What is expected =>
As soon as the line containing "The type-specific payload" appears in the material below, start returning lines exactly, and end with the line containing "let payload: HeadingPayload".

Extracted material =>
------------------------------------------------
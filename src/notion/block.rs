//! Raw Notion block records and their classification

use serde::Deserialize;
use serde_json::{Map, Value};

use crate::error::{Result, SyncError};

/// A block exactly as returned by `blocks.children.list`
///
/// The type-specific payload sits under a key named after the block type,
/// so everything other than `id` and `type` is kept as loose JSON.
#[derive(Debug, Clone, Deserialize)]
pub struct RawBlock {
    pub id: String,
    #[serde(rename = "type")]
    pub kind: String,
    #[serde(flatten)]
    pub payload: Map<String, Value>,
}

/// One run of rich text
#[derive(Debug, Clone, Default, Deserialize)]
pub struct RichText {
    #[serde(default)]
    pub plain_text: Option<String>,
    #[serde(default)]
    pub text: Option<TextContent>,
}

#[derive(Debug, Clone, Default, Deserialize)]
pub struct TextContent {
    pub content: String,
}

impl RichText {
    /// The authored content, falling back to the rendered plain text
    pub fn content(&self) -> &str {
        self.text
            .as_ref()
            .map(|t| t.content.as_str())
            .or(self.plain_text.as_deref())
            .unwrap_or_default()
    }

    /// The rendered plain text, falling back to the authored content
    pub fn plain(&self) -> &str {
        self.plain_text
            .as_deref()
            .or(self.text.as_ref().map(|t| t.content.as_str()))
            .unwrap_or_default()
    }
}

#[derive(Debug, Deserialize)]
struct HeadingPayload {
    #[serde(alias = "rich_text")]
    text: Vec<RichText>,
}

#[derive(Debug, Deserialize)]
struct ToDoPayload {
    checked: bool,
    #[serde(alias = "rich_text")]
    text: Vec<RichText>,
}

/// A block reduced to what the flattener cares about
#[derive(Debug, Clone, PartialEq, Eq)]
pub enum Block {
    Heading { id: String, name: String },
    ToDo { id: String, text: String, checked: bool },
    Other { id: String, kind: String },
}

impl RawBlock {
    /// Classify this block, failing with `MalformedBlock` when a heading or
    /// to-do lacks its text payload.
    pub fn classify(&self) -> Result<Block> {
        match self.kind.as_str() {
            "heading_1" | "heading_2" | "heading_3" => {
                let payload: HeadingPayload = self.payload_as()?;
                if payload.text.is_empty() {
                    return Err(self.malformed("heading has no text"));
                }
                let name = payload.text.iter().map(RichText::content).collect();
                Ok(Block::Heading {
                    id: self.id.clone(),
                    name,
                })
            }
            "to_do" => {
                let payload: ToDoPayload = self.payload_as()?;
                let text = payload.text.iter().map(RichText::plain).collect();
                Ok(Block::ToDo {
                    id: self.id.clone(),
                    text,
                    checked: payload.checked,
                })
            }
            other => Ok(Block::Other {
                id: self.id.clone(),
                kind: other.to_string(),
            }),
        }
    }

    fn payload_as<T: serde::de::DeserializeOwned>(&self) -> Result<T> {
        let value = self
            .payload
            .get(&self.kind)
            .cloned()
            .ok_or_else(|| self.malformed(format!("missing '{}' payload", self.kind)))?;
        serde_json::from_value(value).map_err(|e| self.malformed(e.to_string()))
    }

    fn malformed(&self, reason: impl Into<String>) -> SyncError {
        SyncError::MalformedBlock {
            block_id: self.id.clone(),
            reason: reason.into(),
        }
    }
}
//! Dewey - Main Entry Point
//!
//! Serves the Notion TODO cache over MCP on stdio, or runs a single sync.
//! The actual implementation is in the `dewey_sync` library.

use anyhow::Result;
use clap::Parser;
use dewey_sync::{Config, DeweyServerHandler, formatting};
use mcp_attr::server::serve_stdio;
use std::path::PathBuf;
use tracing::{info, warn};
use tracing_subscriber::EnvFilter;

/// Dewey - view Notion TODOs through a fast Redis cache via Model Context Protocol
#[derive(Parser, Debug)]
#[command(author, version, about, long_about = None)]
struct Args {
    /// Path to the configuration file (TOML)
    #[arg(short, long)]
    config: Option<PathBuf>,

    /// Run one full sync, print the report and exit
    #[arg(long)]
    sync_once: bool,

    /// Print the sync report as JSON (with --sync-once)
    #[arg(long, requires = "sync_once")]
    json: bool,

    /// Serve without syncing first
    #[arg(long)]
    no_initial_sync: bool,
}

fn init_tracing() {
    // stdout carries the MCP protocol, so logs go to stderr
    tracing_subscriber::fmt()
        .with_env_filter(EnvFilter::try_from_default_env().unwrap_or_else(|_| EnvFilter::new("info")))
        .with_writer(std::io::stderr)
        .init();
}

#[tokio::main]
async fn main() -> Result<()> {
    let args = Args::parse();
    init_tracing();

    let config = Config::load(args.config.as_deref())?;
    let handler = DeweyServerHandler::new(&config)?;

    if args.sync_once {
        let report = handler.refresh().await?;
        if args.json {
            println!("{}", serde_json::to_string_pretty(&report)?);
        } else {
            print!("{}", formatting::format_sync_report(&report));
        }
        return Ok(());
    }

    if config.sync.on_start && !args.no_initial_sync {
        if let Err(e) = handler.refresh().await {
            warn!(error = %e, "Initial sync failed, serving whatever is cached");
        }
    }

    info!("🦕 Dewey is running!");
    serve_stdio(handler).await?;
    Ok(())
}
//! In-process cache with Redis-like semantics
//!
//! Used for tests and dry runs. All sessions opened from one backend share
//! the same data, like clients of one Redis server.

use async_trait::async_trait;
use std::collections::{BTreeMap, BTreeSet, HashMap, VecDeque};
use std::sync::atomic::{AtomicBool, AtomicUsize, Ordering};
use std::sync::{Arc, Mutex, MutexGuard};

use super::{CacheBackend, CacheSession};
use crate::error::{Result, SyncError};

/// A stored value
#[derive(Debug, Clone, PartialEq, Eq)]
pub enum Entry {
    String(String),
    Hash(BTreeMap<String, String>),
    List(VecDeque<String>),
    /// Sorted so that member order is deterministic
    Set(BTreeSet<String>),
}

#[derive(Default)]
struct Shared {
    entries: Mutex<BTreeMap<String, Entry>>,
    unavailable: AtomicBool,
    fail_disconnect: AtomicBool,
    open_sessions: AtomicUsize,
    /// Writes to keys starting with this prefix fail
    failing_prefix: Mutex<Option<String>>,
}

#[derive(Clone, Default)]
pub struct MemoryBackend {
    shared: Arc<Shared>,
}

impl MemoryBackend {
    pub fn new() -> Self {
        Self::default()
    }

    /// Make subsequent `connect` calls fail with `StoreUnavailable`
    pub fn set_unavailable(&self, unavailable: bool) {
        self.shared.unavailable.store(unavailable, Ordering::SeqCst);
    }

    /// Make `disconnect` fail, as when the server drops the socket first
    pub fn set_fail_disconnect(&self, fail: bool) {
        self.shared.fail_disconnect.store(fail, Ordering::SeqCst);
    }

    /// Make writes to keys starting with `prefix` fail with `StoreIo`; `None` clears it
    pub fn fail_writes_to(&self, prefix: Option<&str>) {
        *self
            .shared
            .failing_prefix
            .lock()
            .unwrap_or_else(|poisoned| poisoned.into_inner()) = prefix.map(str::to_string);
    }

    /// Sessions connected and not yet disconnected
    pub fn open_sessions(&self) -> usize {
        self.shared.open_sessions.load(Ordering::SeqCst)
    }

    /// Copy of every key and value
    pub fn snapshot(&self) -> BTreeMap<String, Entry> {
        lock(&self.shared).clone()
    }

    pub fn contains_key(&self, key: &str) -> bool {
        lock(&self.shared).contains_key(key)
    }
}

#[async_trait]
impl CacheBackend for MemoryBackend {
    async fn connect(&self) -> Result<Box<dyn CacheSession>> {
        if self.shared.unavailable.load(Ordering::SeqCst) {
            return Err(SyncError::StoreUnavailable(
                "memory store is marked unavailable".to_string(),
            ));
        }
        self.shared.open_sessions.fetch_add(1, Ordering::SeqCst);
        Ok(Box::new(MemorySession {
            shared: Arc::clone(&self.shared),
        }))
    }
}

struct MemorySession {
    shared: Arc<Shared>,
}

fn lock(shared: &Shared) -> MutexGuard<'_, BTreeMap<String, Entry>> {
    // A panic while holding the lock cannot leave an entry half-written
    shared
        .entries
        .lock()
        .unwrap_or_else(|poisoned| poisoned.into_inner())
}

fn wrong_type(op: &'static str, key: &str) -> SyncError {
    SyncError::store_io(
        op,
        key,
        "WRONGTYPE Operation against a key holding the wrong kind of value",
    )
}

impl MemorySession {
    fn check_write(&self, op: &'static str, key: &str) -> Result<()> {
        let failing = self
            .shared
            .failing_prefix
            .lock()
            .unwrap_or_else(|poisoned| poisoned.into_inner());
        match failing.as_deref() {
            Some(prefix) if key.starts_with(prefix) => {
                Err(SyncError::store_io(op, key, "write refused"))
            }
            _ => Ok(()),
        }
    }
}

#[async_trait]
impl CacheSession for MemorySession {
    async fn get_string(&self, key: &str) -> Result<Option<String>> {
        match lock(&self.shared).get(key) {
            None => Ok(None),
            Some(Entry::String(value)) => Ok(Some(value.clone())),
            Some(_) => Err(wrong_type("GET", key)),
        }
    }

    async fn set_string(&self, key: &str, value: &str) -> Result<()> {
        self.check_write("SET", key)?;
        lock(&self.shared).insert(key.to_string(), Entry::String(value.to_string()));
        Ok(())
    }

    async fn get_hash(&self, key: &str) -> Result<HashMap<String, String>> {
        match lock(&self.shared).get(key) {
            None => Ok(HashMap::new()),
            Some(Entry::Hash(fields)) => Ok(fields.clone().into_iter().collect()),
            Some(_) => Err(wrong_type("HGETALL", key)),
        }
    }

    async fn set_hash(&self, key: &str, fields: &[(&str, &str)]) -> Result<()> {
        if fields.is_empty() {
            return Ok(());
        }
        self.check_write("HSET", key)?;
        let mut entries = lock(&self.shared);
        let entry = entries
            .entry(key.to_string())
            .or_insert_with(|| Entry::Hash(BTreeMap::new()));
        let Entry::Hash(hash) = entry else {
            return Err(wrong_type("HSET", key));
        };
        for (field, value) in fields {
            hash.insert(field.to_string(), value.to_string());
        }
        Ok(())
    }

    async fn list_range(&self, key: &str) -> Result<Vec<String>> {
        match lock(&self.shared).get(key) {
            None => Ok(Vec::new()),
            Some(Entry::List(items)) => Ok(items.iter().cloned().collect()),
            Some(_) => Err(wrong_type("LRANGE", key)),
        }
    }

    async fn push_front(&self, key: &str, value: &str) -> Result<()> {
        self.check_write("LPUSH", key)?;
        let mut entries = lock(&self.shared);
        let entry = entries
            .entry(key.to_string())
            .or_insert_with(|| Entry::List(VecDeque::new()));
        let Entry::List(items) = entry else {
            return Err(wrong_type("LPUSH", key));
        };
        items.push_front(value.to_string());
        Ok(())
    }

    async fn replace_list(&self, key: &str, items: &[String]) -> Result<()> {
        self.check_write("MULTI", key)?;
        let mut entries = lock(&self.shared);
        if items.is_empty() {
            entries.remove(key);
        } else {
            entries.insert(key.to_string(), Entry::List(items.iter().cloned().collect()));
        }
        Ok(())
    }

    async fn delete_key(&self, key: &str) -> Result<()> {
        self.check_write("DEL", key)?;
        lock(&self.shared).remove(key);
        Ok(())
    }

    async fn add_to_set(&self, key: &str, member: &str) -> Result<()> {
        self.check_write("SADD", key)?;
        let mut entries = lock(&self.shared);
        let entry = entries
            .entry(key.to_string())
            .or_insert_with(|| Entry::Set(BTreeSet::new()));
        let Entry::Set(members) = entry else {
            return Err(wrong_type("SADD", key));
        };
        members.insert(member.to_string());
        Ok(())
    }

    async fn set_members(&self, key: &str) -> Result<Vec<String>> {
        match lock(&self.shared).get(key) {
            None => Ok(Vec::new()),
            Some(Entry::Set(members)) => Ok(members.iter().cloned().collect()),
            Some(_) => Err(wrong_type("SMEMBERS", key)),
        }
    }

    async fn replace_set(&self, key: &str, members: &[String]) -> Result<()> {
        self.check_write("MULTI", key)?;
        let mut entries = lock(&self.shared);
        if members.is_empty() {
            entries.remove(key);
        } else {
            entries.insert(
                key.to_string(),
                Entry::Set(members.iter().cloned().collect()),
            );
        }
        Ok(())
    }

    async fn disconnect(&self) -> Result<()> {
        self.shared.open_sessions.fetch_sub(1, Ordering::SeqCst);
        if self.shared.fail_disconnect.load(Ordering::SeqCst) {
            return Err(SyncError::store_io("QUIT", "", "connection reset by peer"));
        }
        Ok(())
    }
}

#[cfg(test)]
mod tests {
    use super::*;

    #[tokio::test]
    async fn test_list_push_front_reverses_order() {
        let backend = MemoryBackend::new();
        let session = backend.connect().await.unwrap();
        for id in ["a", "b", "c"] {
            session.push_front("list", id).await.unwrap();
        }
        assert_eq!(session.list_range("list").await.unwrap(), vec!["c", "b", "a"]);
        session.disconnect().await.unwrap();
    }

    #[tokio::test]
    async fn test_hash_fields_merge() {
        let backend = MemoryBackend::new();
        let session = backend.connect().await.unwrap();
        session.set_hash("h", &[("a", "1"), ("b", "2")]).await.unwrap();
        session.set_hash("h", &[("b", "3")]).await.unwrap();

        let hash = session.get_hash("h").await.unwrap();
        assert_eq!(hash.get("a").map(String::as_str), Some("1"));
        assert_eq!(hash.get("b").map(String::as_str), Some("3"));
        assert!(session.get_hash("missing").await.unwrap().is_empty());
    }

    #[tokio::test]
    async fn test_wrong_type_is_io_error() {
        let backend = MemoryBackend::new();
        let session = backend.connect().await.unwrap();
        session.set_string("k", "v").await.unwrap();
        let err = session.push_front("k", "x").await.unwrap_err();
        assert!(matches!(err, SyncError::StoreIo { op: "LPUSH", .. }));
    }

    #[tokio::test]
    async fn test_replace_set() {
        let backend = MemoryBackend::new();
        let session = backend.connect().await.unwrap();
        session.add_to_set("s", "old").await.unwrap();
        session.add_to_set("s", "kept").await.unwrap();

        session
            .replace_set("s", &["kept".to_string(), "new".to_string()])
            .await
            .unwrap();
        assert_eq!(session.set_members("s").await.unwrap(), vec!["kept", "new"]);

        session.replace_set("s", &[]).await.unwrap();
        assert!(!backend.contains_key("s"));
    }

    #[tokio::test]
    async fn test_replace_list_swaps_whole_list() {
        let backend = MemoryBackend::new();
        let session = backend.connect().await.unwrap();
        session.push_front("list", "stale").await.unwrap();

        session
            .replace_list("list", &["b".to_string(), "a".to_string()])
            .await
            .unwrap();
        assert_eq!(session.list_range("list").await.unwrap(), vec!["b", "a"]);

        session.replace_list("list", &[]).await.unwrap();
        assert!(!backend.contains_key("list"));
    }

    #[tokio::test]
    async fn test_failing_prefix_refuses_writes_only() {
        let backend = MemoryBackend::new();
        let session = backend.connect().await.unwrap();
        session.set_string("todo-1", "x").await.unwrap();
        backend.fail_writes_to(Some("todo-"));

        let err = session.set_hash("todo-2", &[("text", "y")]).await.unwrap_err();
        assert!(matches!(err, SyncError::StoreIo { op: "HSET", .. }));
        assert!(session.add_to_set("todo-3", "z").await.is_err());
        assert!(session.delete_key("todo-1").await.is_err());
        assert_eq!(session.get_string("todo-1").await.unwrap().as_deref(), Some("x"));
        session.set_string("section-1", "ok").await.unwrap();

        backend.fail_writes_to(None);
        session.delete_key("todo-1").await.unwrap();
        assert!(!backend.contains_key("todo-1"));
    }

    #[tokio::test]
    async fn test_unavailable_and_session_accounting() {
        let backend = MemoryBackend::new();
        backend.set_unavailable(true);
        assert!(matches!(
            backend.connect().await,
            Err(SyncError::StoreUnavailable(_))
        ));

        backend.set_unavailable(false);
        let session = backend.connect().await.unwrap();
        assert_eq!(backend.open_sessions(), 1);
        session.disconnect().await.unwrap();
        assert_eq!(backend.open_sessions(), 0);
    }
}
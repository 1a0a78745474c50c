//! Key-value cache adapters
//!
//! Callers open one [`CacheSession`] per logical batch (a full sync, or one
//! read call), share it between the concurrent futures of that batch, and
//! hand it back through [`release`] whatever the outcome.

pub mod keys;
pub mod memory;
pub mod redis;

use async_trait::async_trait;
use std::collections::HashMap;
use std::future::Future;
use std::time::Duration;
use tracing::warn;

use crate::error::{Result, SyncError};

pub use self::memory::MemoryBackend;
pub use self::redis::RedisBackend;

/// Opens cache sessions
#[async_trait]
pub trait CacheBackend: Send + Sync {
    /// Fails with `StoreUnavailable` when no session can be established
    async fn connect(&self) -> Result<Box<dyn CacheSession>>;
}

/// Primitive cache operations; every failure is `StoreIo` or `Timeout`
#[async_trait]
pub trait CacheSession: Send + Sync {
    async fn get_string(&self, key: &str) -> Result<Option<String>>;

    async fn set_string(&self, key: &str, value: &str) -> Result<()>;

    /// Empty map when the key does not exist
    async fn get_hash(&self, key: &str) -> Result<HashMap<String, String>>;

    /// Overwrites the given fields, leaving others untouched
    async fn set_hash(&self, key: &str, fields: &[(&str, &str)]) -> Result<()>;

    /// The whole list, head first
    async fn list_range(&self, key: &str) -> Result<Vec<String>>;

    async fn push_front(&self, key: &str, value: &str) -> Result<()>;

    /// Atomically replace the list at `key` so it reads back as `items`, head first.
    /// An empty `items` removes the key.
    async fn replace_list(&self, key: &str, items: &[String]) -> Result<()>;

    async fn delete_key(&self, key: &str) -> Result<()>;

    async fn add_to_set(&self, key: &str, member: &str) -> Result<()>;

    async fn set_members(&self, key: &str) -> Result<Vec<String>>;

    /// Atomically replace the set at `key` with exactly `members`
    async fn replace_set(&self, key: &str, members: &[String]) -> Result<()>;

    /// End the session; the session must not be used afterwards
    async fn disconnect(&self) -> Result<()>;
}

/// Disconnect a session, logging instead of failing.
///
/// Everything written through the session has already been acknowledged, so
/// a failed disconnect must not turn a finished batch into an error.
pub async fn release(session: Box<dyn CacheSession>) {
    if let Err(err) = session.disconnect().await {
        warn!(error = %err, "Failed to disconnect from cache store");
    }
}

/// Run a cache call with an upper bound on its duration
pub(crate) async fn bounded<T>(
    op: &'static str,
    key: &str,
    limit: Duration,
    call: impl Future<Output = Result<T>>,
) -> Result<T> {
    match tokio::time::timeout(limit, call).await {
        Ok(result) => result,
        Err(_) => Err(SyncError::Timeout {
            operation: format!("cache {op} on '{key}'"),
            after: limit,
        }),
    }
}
------------------------------------------------
Answer to this exercise =>
/// The type-specific payload sits under a key named after the block type,
/// so everything other than `id` and `type` is kept as loose JSON.
#[derive(Debug, Clone, Deserialize)]
pub struct RawBlock {
    pub id: String,
    #[serde(rename = "type")]
    pub kind: String,
    #[serde(flatten)]
    pub payload: Map<String, Value>,
}

/// One run of rich text
#[derive(Debug, Clone, Default, Deserialize)]
pub struct RichText {
    #[serde(default)]
    pub plain_text: Option<String>,
    #[serde(default)]
    pub text: Option<TextContent>,
}

#[derive(Debug, Clone, Default, Deserialize)]
pub struct TextContent {
    pub content: String,
}

impl RichText {
    /// The authored content, falling back to the rendered plain text
    pub fn content(&self) -> &str {
        self.text
            .as_ref()
            .map(|t| t.content.as_str())
            .or(self.plain_text.as_deref())
            .unwrap_or_default()
    }

    /// The rendered plain text, falling back to the authored content
    pub fn plain(&self) -> &str {
        self.plain_text
            .as_deref()
            .or(self.text.as_ref().map(|t| t.content.as_str()))
            .unwrap_or_default()
    }
}

#[derive(Debug, Deserialize)]
struct HeadingPayload {
    #[serde(alias = "rich_text")]
    text: Vec<RichText>,
}

#[derive(Debug, Deserialize)]
struct ToDoPayload {
    checked: bool,
    #[serde(alias = "rich_text")]
    text: Vec<RichText>,
}

/// A block reduced to what the flattener cares about
#[derive(Debug, Clone, PartialEq, Eq)]
pub enum Block {
    Heading { id: String, name: String },
    ToDo { id: String, text: String, checked: bool },
    Other { id: String, kind: String },
}

impl RawBlock {
    /// Classify this block, failing with `MalformedBlock` when a heading or
    /// to-do lacks its text payload.
    pub fn classify(&self) -> Result<Block> {
        match self.kind.as_str() {
            "heading_1" | "heading_2" | "heading_3" => {
                let payload: HeadingPayload = self.payload_as()?;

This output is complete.